> **Problem to solve**: Below are the records; count the lines that include the string "PgScanRecordRepository" and give only that number.
-------- Study material
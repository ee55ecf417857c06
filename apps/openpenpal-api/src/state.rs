//! Shared application state: repositories, cache store, gateway, session
//! keys, and the mutable runtime bits (pause switch, worker registry,
//! materialized leaderboards).

use std::sync::atomic::AtomicBool;
use std::sync::{Arc, Mutex, RwLock};

use openpenpal_cache::CacheStore;
use openpenpal_config::Settings;
use openpenpal_gateway::{IngressLimiter, RequestPipeline, ServiceRegistry};
use openpenpal_hierarchy::{AssignmentEngine, CourierRoster, Leaderboard};
use openpenpal_letters::ScanProcessor;
use openpenpal_scheduler::Worker;
use openpenpal_store::{
    PgBarcodeRepository, PgCourierRepository, PgExecutionRepository, PgLetterRepository,
    PgOpCodeDirectory, PgScanRecordRepository, PgScheduledTaskRepository, PgTaskRepository,
    PgTaskStore, PgUserRepository,
};

use crate::auth::SessionKeys;

#[derive(Clone)]
pub struct AppState {
    pub settings: Arc<Settings>,
    pub cache: Arc<dyn CacheStore>,

    pub users: Arc<PgUserRepository>,
    pub couriers: Arc<PgCourierRepository>,
    pub courier_tasks: Arc<PgTaskRepository>,
    pub directory: Arc<PgOpCodeDirectory>,
    pub letters: Arc<PgLetterRepository>,
    pub barcodes: Arc<PgBarcodeRepository>,
    pub delivery_tasks: Arc<PgTaskStore>,
    pub scans: Arc<PgScanRecordRepository>,
    pub scheduled_tasks: Arc<PgScheduledTaskRepository>,
    pub executions: Arc<PgExecutionRepository>,

    pub session_keys: SessionKeys,
    pub limiter: Arc<IngressLimiter>,
    pub gateway: Arc<ServiceRegistry>,
    pub pipeline: Arc<RequestPipeline>,

    pub scheduler_paused: Arc<AtomicBool>,
    pub workers: Arc<Mutex<Vec<Worker>>>,
    pub leaderboards: Arc<RwLock<Vec<Leaderboard>>>,
}

impl AppState {
    /// The assignment engine borrows its ports per call; it carries no
    /// state of its own.
    pub fn assignment_engine(&self) -> AssignmentEngine<'_> {
        AssignmentEngine::new(
            self.couriers.as_ref(),
            self.courier_tasks.as_ref(),
            self.directory.as_ref(),
        )
    }

    pub fn roster(&self) -> CourierRoster<'_> {
        CourierRoster::new(self.couriers.as_ref())
    }

    pub fn scan_processor(&self) -> ScanProcessor<'_> {
        ScanProcessor::new(
            self.letters.as_ref(),
            self.barcodes.as_ref(),
            self.delivery_tasks.as_ref(),
            self.scans.as_ref(),
        )
    }
}
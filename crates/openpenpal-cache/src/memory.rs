//! In-process `CacheStore`. Correct for a single instance and for tests;
//! multi-instance deployments need the `redis-backend` feature instead.

use std::collections::{BTreeMap, HashMap};
use std::sync::Mutex;
use std::time::{Duration, Instant};

use async_trait::async_trait;
use rand::Rng;

use crate::error::CacheError;
use crate::store::CacheStore;

struct LockEntry {
    token: String,
    expires_at: Instant,
}

struct CounterEntry {
    count: u64,
    expires_at: Instant,
}

#[derive(Default)]
pub struct InMemoryCacheStore {
    locks: Mutex<HashMap<String, LockEntry>>,
    queues: Mutex<HashMap<String, BTreeMap<i64, Vec<String>>>>,
    seen: Mutex<HashMap<String, Instant>>,
    counters: Mutex<HashMap<String, CounterEntry>>,
}

impl InMemoryCacheStore {
    pub fn new() -> Self {
        Self::default()
    }

    fn random_token() -> String {
        let mut rng = rand::thread_rng();
        let bytes: [u8; 16] = rng.gen();
        bytes.iter().map(|b| format!("{b:02x}")).collect()
    }
}

#[async_trait]
impl CacheStore for InMemoryCacheStore {
    async fn acquire_lock(&self, key: &str, ttl: Duration) -> Result<Option<String>, CacheError> {
        let mut locks = self.locks.lock().unwrap();
        let now = Instant::now();
        if let Some(existing) = locks.get(key) {
            if existing.expires_at > now {
                return Ok(None);
            }
        }
        let token = Self::random_token();
        locks.insert(
            key.to_string(),
            LockEntry { token: token.clone(), expires_at: now + ttl },
        );
        Ok(Some(token))
    }

    async fn release_lock(&self, key: &str, token: &str) -> Result<bool, CacheError> {
        let mut locks = self.locks.lock().unwrap();
        match locks.get(key) {
            Some(entry) if entry.token == token => {
                locks.remove(key);
                Ok(true)
            }
            _ => Ok(false),
        }
    }

    async fn enqueue_delayed(&self, queue: &str, member: String, execute_at_unix: i64) -> Result<(), CacheError> {
        let mut queues = self.queues.lock().unwrap();
        queues.entry(queue.to_string()).or_default().entry(execute_at_unix).or_default().push(member);
        Ok(())
    }

    async fn pop_due(&self, queue: &str, now_unix: i64, limit: usize) -> Result<Vec<String>, CacheError> {
        let mut queues = self.queues.lock().unwrap();
        let Some(ordered) = queues.get_mut(queue) else {
            return Ok(vec![]);
        };

        let mut due = Vec::with_capacity(limit);
        let due_keys: Vec<i64> = ordered.range(..=now_unix).map(|(k, _)| *k).collect();

        'outer: for key in due_keys {
            if let Some(members) = ordered.get_mut(&key) {
                while !members.is_empty() && due.len() < limit {
                    due.push(members.remove(0));
                }
                if members.is_empty() {
                    ordered.remove(&key);
                }
            }
            if due.len() >= limit {
                break 'outer;
            }
        }

        Ok(due)
    }

    async fn mark_seen(&self, set: &str, id: &str, ttl: Duration) -> Result<bool, CacheError> {
        let mut seen = self.seen.lock().unwrap();
        let key = format!("{set}:{id}");
        let now = Instant::now();
        if let Some(expires_at) = seen.get(&key) {
            if *expires_at > now {
                return Ok(false);
            }
        }
        seen.insert(key, now + ttl);
        Ok(true)
    }

    async fn incr_with_expiry(&self, key: &str, ttl: Duration) -> Result<u64, CacheError> {
        let mut counters = self.counters.lock().unwrap();
        let now = Instant::now();
        let entry = counters.entry(key.to_string()).or_insert(CounterEntry { count: 0, expires_at: now + ttl });
        if entry.expires_at <= now {
            entry.count = 0;
            entry.expires_at = now + ttl;
        }
        entry.count += 1;
        Ok(entry.count)
    }
}

#[cfg(test)]
mod tests {
    use super::*;

    #[tokio::test]
    async fn lock_is_exclusive_until_released() {
        let store = InMemoryCacheStore::new();
        let token = store.acquire_lock("scheduler:t1", Duration::from_secs(5)).await.unwrap().unwrap();
        assert!(store.acquire_lock("scheduler:t1", Duration::from_secs(5)).await.unwrap().is_none());
        assert!(store.release_lock("scheduler:t1", &token).await.unwrap());
        assert!(store.acquire_lock("scheduler:t1", Duration::from_secs(5)).await.unwrap().is_some());
    }

    #[tokio::test]
    async fn release_with_wrong_token_fails() {
        let store = InMemoryCacheStore::new();
        store.acquire_lock("scheduler:t2", Duration::from_secs(5)).await.unwrap();
        assert!(!store.release_lock("scheduler:t2", "not-the-token").await.unwrap());
    }

    #[tokio::test]
    async fn delayed_queue_pops_only_due_items_in_score_order() {
        let store = InMemoryCacheStore::new();
        store.enqueue_delayed("retries", "a".to_string(), 100).await.unwrap();
        store.enqueue_delayed("retries", "b".to_string(), 200).await.unwrap();
        store.enqueue_delayed("retries", "c".to_string(), 50).await.unwrap();

        let due = store.pop_due("retries", 150, 10).await.unwrap();
        assert_eq!(due, vec!["c".to_string(), "a".to_string()]);

        let remaining = store.pop_due("retries", 1000, 10).await.unwrap();
        assert_eq!(remaining, vec!["b".to_string()]);
    }

    #[tokio::test]
    async fn mark_seen_rejects_replay_within_ttl() {
        let store = InMemoryCacheStore::new();
        assert!(store.mark_seen("events", "evt-1", Duration::from_secs(60)).await.unwrap());
        assert!(!store.mark_seen("events", "evt-1", Duration::from_secs(60)).await.unwrap());
    }

    #[tokio::test]
    async fn incr_with_expiry_counts_within_window() {
        let store = InMemoryCacheStore::new();
        assert_eq!(store.incr_with_expiry("rl:client1", Duration::from_secs(60)).await.unwrap(), 1);
        assert_eq!(store.incr_with_expiry("rl:client1", Duration::from_secs(60)).await.unwrap(), 2);
    }
}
----------------
> **Reply to the exercise**: 2